Airborne pollutants and indoor allergens increase asthma morbidity in inner-city children; therefore, reducing exposure, if feasible, should improve asthma morbidity.


To conduct a randomized controlled trial of methods to reduce environmental pollutant and allergen exposure in the homes of asthmatic children living in the inner city.


After the completion of questionnaires, spirometry and allergen skin tests, home inspection, and measurement of home air pollutant and allergen levels, 100 asthmatic children aged 6 to 12 years were randomized to the treatment group (home-based education, cockroach and rodent extermination, mattress and pillow encasings, and high-efficiency particulate air cleaner) or to the control group (treated at the end of the 1-year trial). Outcomes were evaluated by home evaluations at 6 and 12 months, clinic evaluation at 12 months, and multiple telephone interviews.

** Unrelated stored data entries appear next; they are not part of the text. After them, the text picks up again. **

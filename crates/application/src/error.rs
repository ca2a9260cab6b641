//! Application error types

use thiserror::Error;

use attest_domain::PathParseError;

use crate::ports::HttpClientError;

/// Errors that abort a test case before its report can be produced.
///
/// Assertion failures are not errors; they are carried inside the
/// case report. These variants cover the two fatal categories: the
/// request never completed, or a fixture is malformed.
#[derive(Debug, Error, Clone, PartialEq, Eq)]
pub enum HarnessError {
    /// The request could not be executed over the network.
    #[error("network error: {0}")]
    Network(#[from] HttpClientError),

    /// A fixture carries a syntactically invalid path expression.
    #[error("invalid path expression: {0}")]
    Path(#[from] PathParseError),
}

In the treatment group, 84% received cockroach extermination and 75% used the air cleaner. Levels of particulate matter 10 microm or smaller declined by up to 39% in the treatment group but increased in the control group (P < .001). Cockroach allergen levels decreased by 51% in the treatment group. Daytime symptoms increased in the control group and decreased in the treatment group (P = .04). Other measures of morbidity, such as spirometry findings, nighttime symptoms, and emergency department use, were not significantly changed.


A tailored, multifaceted environmental treatment reduced airborne particulate matter and indoor allergen levels in inner-city homes, which, in turn, had a modest effect on morbidity.